● **Materials provided**:
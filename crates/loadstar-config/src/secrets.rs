//! Credential resolution for object storage access.
//!
//! Resolution order for a credential identifier `id`:
//! 1. Environment variables `LOADSTAR_<ID>_ACCESS_KEY_ID` and
//!    `LOADSTAR_<ID>_SECRET_ACCESS_KEY`
//! 2. Config file (`[credentials.<id>]`, with warning)
//!
//! Each half is resolved independently, so an access key in the config file
//! can be paired with a secret from the environment.

use crate::{ConfigError, LoadstarConfig, Result};

/// Prefix for credential environment variables.
const ENV_PREFIX: &str = "LOADSTAR";

/// Resolved access-key / secret-key pair with provenance.
#[derive(Clone, PartialEq, Eq)]
pub struct ResolvedCredentials {
    /// Access key id.
    pub access_key: String,
    /// Secret access key.
    pub secret_key: String,
    /// Where the secret half was found.
    pub source: SecretSource,
}

impl std::fmt::Debug for ResolvedCredentials {
    fn fmt(&self, f: &mut std::fmt::Formatter<'_>) -> std::fmt::Result {
        f.debug_struct("ResolvedCredentials")
            .field("access_key", &"****")
            .field("secret_key", &"****")
            .field("source", &self.source)
            .finish()
    }
}

/// Where a secret was resolved from.
#[derive(Debug, Clone, PartialEq, Eq)]
pub enum SecretSource {
    /// Environment variable.
    EnvVar(String),
    /// Config file (plaintext, not recommended).
    ConfigFile,
}

impl std::fmt::Display for SecretSource {
    fn fmt(&self, f: &mut std::fmt::Formatter<'_>) -> std::fmt::Result {
        match self {
            SecretSource::EnvVar(var) => write!(f, "env var {}", var),
            SecretSource::ConfigFile => write!(f, "config file (plaintext)"),
        }
    }
}

/// Environment variable names for a credential identifier.
///
/// Returns `(access_key_var, secret_key_var)`.
pub fn credential_env_vars(id: &str) -> (String, String) {
    let normalized: String = id
        .chars()
        .map(|c| {
            if c.is_ascii_alphanumeric() {
                c.to_ascii_uppercase()
            } else {
                '_'
            }
        })
        .collect();
    (
        format!("{}_{}_ACCESS_KEY_ID", ENV_PREFIX, normalized),
        format!("{}_{}_SECRET_ACCESS_KEY", ENV_PREFIX, normalized),
    )
}

/// Resolve credentials from the process environment and config.
pub fn resolve_credentials(config: &LoadstarConfig, id: &str) -> Result<ResolvedCredentials> {
    resolve_credentials_with(config, id, |var| std::env::var(var).ok())
}

/// Resolve credentials with an explicit environment lookup.
pub fn resolve_credentials_with<F>(
    config: &LoadstarConfig,
    id: &str,
    env: F,
) -> Result<ResolvedCredentials>
where
    F: Fn(&str) -> Option<String>,
{
    let (access_var, secret_var) = credential_env_vars(id);
    let configured = config.credentials.get(id);
    let lookup = |var: &str| env(var).filter(|v| !v.is_empty());

    let access_key = lookup(&access_var)
        .or_else(|| configured.and_then(|c| c.access_key_id.clone()))
        .filter(|v| !v.is_empty());

    let secret = match lookup(&secret_var) {
        Some(value) => Some((value, SecretSource::EnvVar(secret_var.clone()))),
        None => configured
            .and_then(|c| c.secret_access_key.clone())
            .filter(|v| !v.is_empty())
            .map(|value| (value, SecretSource::ConfigFile)),
    };

    match (access_key, secret) {
        (Some(access_key), Some((secret_key, source))) => {
            if source == SecretSource::ConfigFile {
                tracing::warn!(
                    credentials = id,
                    "secret access key read from config file in plaintext"
                );
            }
            Ok(ResolvedCredentials {
                access_key,
                secret_key,
                source,
            })
        }
        _ => Err(ConfigError::CredentialsNotFound {
            id: id.to_string(),
            access_env: access_var,
            secret_env: secret_var,
        }),
    }
}

// ─────────────────────────────────────────────────────────────────────────────
// Tests
// ─────────────────────────────────────────────────────────────────────────────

● **Exercise prompt**: Give each line of the records above again, unchanged.

● **Result**:
filename crates/loadstar-config/src/secrets.rs
//! Credential resolution for object storage access.
//!
//! Resolution order for a credential identifier `id`:
//! 1. Environment variables `LOADSTAR_<ID>_ACCESS_KEY_ID` and
//!    `LOADSTAR_<ID>_SECRET_ACCESS_KEY`
//! 2. Config file (`[credentials.<id>]`, with warning)
//!
//! Each half is resolved independently, so an access key in the config file
//! can be paired with a secret from the environment.

use crate::{ConfigError, LoadstarConfig, Result};

/// Prefix for credential environment variables.
const ENV_PREFIX: &str = "LOADSTAR";

/// Resolved access-key / secret-key pair with provenance.
#[derive(Clone, PartialEq, Eq)]
pub struct ResolvedCredentials {
    /// Access key id.
    pub access_key: String,
    /// Secret access key.
    pub secret_key: String,
    /// Where the secret half was found.
    pub source: SecretSource,
}

impl std::fmt::Debug for ResolvedCredentials {
    fn fmt(&self, f: &mut std::fmt::Formatter<'_>) -> std::fmt::Result {
        f.debug_struct("ResolvedCredentials")
            .field("access_key", &"****")
            .field("secret_key", &"****")
            .field("source", &self.source)
            .finish()
    }
}

/// Where a secret was resolved from.
#[derive(Debug, Clone, PartialEq, Eq)]
pub enum SecretSource {
    /// Environment variable.
    EnvVar(String),
    /// Config file (plaintext, not recommended).
    ConfigFile,
}

impl std::fmt::Display for SecretSource {
    fn fmt(&self, f: &mut std::fmt::Formatter<'_>) -> std::fmt::Result {
        match self {
            SecretSource::EnvVar(var) => write!(f, "env var {}", var),
            SecretSource::ConfigFile => write!(f, "config file (plaintext)"),
        }
    }
}

/// Environment variable names for a credential identifier.
///
/// Returns `(access_key_var, secret_key_var)`.
pub fn credential_env_vars(id: &str) -> (String, String) {
    let normalized: String = id
        .chars()
        .map(|c| {
            if c.is_ascii_alphanumeric() {
                c.to_ascii_uppercase()
            } else {
                '_'
            }
        })
        .collect();
    (
        format!("{}_{}_ACCESS_KEY_ID", ENV_PREFIX, normalized),
        format!("{}_{}_SECRET_ACCESS_KEY", ENV_PREFIX, normalized),
    )
}

/// Resolve credentials from the process environment and config.
pub fn resolve_credentials(config: &LoadstarConfig, id: &str) -> Result<ResolvedCredentials> {
    resolve_credentials_with(config, id, |var| std::env::var(var).ok())
}

/// Resolve credentials with an explicit environment lookup.
pub fn resolve_credentials_with<F>(
    config: &LoadstarConfig,
    id: &str,
    env: F,
) -> Result<ResolvedCredentials>
where
    F: Fn(&str) -> Option<String>,
{
    let (access_var, secret_var) = credential_env_vars(id);
    let configured = config.credentials.get(id);
    let lookup = |var: &str| env(var).filter(|v| !v.is_empty());

    let access_key = lookup(&access_var)
        .or_else(|| configured.and_then(|c| c.access_key_id.clone()))
        .filter(|v| !v.is_empty());

    let secret = match lookup(&secret_var) {
        Some(value) => Some((value, SecretSource::EnvVar(secret_var.clone()))),
        None => configured
            .and_then(|c| c.secret_access_key.clone())
            .filter(|v| !v.is_empty())
            .map(|value| (value, SecretSource::ConfigFile)),
    };

    match (access_key, secret) {
        (Some(access_key), Some((secret_key, source))) => {
            if source == SecretSource::ConfigFile {
                tracing::warn!(
                    credentials = id,
                    "secret access key read from config file in plaintext"
                );
            }
            Ok(ResolvedCredentials {
                access_key,
                secret_key,
                source,
            })
        }
        _ => Err(ConfigError::CredentialsNotFound {
            id: id.to_string(),
            access_env: access_var,
            secret_env: secret_var,
        }),
    }
}

// ─────────────────────────────────────────────────────────────────────────────
// Tests
// ─────────────────────────────────────────────────────────────────────────────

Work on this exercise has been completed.